Of further note, our co-culture system illuminates how bacterial responses are governed by the combination of algal growth phase and physical distance in a taxon-specific manner. We observed Algoriphagus exhibiting a greater spatial dependency on P. tricornutum than Marinobacter in the isolates experiment, and these responses were confirmed in mixed populations in the community experiment. These experimental observations in the porous microplate enabled us to conceptualize a unique nutrient profile spatially determined by algal growth phase, and we were able to construct a mathematical model of nutrient concentrations around an alga (Fig. 4a), which simultaneously addresses gradients of exudates and inorganic nutrients under different laboratory growth phases. This model allows us to estimate how the algal microbiome might respond to the spatial distribution of the two nutritional factors (algal exudates and inorganic nutrients), because we expect certain bacteria to reproduce at faster rates in locations where more nutrients are accessible. Specifically for the exponential algal growth stage, we expect certain bacteria to exhibit a faster growth rate outside of the phycosphere (i.e. free-living), because there are still inorganic nutrients available in the bulk medium and smaller molecules exuded from the algal cells can diffuse further away. On the other hand, for algal cultures in stationary phase, other bacteria tend to attach to algal cells or stay within the phycosphere, since inorganic nutrients are depleted throughout the medium and larger molecules diffuse slowly from the surface of the algal cells. Indeed, this scenario explains some experimental observations where the number of attached bacteria increased as algal cultures aged [13, 59].

It should be noted that our proposed system does not address responses of bacteria that physically attach to algae, which is another major contribution to phycosphere interactions [24]. Physical attachment allows bacteria to use high molecular weight carbon compounds that are bound to the surface such as polysaccharides [60], but they have negligible diffusivity in water and in the porous copolymer HEMA-EDMA. To circumvent this limitation, in the single isolates experiment we have selected model organisms that do not attach or rarely attach to P. tricornutum even though the organisms were isolated from a “phycosphere enrichment” community [11, 16]. Nonetheless, the design does not explain whether other algal-attaching bacteria will respond and how they impact host physiology, which is important but remains unanswered.
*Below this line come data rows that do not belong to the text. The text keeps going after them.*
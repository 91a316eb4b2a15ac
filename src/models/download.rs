use std::{
    fs::{self, File},
    io::{self, BufWriter, Read, Write},
    path::{Path, PathBuf},
};

use anyhow::{Context, Result};
use reqwest::{blocking::Client, Url};

use crate::core::error::LoadError;

const CHUNK_SIZE: usize = 32 * 1024;

/// Network side of a load: streams the body of `url` into `sink`.
///
/// `progress` receives the running byte count and the advertised length, if any.
/// Returns the number of bytes written.
pub trait Fetcher: Send + Sync {
    fn fetch(
        &self,
        url: &Url,
        sink: &mut dyn Write,
        progress: &mut dyn FnMut(u64, Option<u64>),
    ) -> Result<u64>;
}

#[derive(Debug, Clone)]
pub struct HttpFetcher {
    client: Client,
}

impl HttpFetcher {
    pub fn new() -> Result<Self> {
        let client = Client::builder().build().context("create http client")?;
        Ok(Self { client })
    }
}

impl Fetcher for HttpFetcher {
    fn fetch(
        &self,
        url: &Url,
        sink: &mut dyn Write,
        progress: &mut dyn FnMut(u64, Option<u64>),
    ) -> Result<u64> {
        let mut response = self
            .client
            .get(url.clone())
            .send()
            .with_context(|| format!("request {url}"))?
            .error_for_status()
            .with_context(|| format!("download {url}"))?;

        let total = response.content_length();
        let mut downloaded = 0u64;
        let mut buffer = vec![0u8; CHUNK_SIZE];
        loop {
            let read = response.read(&mut buffer).context("read download chunk")?;
            if read == 0 {
                break;
            }
            sink.write_all(&buffer[..read])
                .context("write download chunk")?;
            downloaded += read as u64;
            progress(downloaded, total);
        }
        Ok(downloaded)
    }
}

#[derive(Debug)]
pub struct DownloadOutcome {
    pub final_path: PathBuf,
    pub bytes_downloaded: u64,
}

/// `.<file>.partial` next to `destination`. Cache entries never start with a
/// dot, so a leftover staging file is never mistaken for one.
#[must_use]
pub fn staging_path(destination: &Path) -> PathBuf {
    let mut name = std::ffi::OsString::from(".");
    if let Some(file_name) = destination.file_name() {
        name.push(file_name);
    }
    name.push(".partial");
    destination.with_file_name(name)
}

/// Downloads into a staging file next to `destination`, then renames it into
/// place. On failure the staging file is removed and `destination` is untouched.
pub fn download_to_path<F>(
    fetcher: &dyn Fetcher,
    url: &Url,
    destination: &Path,
    mut progress: F,
) -> Result<DownloadOutcome, LoadError>
where
    F: FnMut(u64, Option<u64>),
{
    if let Some(parent) = destination.parent() {
        fs::create_dir_all(parent).map_err(|error| LoadError::storage(parent, error))?;
    }

    let staging = staging_path(destination);
    match stage(fetcher, url, &staging, &mut progress) {
        Ok(bytes_downloaded) => {
            fs::rename(&staging, destination).map_err(|error| {
                let _ = fs::remove_file(&staging);
                LoadError::storage(destination, error)
            })?;
            Ok(DownloadOutcome {
                final_path: destination.to_path_buf(),
                bytes_downloaded,
            })
        }
        Err(error) => {
            let _ = fs::remove_file(&staging);
            Err(error)
        }
    }
}

fn stage<F>(
    fetcher: &dyn Fetcher,
    url: &Url,
    staging: &Path,
    progress: &mut F,
) -> Result<u64, LoadError>
where
    F: FnMut(u64, Option<u64>),
{
    let file = File::create(staging).map_err(|error| LoadError::storage(staging, error))?;
    let mut writer = StagingWriter {
        inner: BufWriter::new(file),
        write_error: None,
    };

    let mut report = |done: u64, total: Option<u64>| progress(done, total);
    let downloaded = match fetcher.fetch(url, &mut writer, &mut report) {
        Ok(downloaded) => downloaded,
        // Local write failures surface as storage errors; everything else is transport.
        Err(error) => {
            return Err(match writer.write_error.take() {
                Some(io_error) => LoadError::storage(staging, io_error),
                None => LoadError::Transport {
                    url: url.to_string(),
                    message: format!("{error:#}"),
                },
            })
        }
    };

    let file = writer
        .inner
        .into_inner()
        .map_err(|error| LoadError::storage(staging, error.into_error()))?;
    file.sync_all()
        .map_err(|error| LoadError::storage(staging, error))?;
    Ok(downloaded)
}

/// Remembers the first local write failure so it is not mistaken for a network error.
struct StagingWriter {
    inner: BufWriter<File>,
    write_error: Option<io::Error>,
}

impl StagingWriter {
    fn record(&mut self, error: io::Error) -> io::Error {
        if self.write_error.is_none() {
            self.write_error = Some(io::Error::new(error.kind(), error.to_string()));
        }
        error
    }
}

impl Write for StagingWriter {
    fn write(&mut self, buf: &[u8]) -> io::Result<usize> {
        self.inner.write(buf).map_err(|error| self.record(error))
    }

    fn flush(&mut self) -> io::Result<()> {
        self.inner.flush().map_err(|error| self.record(error))
    }
}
Notably, by adopting the porous microplate system we constructed a unique environment for algal cells distinct from standard batch cultures, where in the microplate nutrients constantly diffused into the growing culture from outside through the nanoporous copolymer. A supply of fresh nutrients into an algal culture is often found in (semi-) continuous systems; however, our system is also distinct from such methods since algae are not removed from the culture and they accumulate to a high cell density. Indeed, P. tricornutum reached abundances significantly higher than previously reported values, including under (semi-) continuous systems [61, 62]. We believe this is the first demonstration that algae can accumulate to such high densities, purely driven by a novel cultivation technique. If appropriately scaled up, this new cultivation approach could lead to more efficient algal biomass production.

Overall, the combination of our experimental culture system and a simple microscale diffusion model successfully explained the temporal and spatial association patterns between algae and different algal-associated bacteria, providing a mechanistic understanding of the distinct impact of inorganic nutrients as well as algal exudates on bacterial growth. We expect this approach can be used in future studies to investigate longstanding questions about community level interactions mediated by metabolite exchange at different spatial scales, including testing hypotheses about bacteria-phycosphere interactions [11, 13, 16], but also more general microbiome interactions in soil, plant, and animal models.